- Your goal
For every line in the material below that holds "struct", report the line.

- Given information
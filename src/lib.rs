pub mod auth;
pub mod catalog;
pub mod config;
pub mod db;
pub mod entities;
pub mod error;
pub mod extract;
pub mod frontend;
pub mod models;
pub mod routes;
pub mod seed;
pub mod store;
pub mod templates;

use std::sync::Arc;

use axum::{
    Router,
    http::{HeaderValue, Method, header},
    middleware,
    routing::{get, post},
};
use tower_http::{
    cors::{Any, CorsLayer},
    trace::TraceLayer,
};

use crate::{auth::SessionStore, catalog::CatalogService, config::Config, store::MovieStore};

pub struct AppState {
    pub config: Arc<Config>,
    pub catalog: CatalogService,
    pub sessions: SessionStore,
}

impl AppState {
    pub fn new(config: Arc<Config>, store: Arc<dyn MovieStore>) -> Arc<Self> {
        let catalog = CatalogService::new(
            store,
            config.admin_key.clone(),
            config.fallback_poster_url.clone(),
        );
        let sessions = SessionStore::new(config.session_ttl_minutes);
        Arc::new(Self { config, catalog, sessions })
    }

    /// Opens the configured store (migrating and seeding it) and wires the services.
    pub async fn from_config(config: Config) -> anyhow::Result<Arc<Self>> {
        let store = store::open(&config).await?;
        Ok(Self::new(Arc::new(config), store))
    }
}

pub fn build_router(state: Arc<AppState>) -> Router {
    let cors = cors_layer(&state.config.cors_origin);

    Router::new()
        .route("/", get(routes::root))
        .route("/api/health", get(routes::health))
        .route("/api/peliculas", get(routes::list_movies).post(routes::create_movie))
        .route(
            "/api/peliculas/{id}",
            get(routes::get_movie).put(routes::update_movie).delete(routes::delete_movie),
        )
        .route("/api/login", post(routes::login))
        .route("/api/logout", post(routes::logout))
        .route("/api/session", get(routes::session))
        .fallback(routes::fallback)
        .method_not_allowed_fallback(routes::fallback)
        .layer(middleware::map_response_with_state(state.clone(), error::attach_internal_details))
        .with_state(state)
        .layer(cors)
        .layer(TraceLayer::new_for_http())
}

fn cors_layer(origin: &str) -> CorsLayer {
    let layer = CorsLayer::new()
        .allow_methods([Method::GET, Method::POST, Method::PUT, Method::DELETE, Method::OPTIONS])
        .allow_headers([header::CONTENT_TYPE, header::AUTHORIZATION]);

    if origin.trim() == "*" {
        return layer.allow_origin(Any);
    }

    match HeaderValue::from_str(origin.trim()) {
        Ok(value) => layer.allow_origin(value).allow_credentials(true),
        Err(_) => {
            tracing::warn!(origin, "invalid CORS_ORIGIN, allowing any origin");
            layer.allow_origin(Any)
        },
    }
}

* * *

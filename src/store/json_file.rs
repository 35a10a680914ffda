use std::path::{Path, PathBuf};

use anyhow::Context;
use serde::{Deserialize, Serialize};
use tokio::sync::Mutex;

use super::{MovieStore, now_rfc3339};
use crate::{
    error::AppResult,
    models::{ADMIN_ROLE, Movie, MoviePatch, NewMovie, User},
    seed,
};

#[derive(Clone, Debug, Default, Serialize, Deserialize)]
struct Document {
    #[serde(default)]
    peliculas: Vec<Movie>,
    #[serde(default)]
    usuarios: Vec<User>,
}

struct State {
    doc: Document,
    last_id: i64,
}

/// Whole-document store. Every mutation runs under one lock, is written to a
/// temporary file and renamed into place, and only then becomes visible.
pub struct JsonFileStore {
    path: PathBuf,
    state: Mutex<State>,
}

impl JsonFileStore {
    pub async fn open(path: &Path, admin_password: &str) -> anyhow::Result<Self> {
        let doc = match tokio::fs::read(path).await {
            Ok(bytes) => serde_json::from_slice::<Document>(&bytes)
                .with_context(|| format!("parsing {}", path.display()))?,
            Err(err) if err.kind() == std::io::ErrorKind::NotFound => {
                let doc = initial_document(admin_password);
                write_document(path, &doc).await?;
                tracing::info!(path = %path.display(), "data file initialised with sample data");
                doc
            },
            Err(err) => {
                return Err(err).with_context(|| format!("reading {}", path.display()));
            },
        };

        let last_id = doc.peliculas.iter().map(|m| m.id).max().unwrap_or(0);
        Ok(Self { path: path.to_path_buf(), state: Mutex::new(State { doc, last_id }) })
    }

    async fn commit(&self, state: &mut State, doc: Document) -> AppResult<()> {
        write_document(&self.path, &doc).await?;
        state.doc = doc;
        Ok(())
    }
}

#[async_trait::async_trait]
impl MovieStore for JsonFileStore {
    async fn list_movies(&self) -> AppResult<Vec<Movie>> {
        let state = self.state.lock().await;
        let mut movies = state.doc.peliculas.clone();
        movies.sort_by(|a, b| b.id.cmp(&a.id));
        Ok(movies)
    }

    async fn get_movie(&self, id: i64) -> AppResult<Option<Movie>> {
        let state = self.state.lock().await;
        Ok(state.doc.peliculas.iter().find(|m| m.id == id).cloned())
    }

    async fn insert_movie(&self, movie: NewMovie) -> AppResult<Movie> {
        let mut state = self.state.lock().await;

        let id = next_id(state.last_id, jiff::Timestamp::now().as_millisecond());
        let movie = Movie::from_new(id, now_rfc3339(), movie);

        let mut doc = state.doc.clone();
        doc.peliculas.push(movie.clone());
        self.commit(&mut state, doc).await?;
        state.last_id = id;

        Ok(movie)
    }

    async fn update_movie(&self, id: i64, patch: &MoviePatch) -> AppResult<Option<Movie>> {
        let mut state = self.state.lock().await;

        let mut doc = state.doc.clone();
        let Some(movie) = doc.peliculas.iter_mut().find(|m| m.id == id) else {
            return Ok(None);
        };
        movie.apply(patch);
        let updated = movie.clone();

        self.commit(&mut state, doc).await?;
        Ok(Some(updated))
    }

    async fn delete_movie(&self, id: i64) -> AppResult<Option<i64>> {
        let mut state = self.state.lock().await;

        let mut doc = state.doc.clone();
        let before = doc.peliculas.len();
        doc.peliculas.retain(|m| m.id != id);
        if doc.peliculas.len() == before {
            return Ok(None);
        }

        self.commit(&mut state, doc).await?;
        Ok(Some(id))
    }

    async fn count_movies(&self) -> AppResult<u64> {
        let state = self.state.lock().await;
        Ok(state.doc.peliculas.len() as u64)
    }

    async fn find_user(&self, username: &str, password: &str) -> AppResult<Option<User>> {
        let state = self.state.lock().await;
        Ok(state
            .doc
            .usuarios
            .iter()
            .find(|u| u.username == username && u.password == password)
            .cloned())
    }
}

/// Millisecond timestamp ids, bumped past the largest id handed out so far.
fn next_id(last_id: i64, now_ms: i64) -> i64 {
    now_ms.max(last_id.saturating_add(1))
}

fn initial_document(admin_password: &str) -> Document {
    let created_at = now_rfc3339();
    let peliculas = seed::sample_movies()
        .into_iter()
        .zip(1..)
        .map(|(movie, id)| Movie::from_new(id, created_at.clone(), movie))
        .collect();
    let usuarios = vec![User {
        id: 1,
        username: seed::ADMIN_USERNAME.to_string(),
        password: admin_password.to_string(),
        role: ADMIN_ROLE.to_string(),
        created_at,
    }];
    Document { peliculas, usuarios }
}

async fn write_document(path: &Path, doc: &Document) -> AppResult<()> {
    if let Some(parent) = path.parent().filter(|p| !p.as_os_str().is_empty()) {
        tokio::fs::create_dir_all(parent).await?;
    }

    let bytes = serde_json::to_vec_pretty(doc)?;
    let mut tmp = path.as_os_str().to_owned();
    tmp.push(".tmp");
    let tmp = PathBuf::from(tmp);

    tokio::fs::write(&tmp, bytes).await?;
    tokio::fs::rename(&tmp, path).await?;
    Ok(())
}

- Solution to this problem
pub struct AppState {
struct Document {
struct State {
pub struct JsonFileStore {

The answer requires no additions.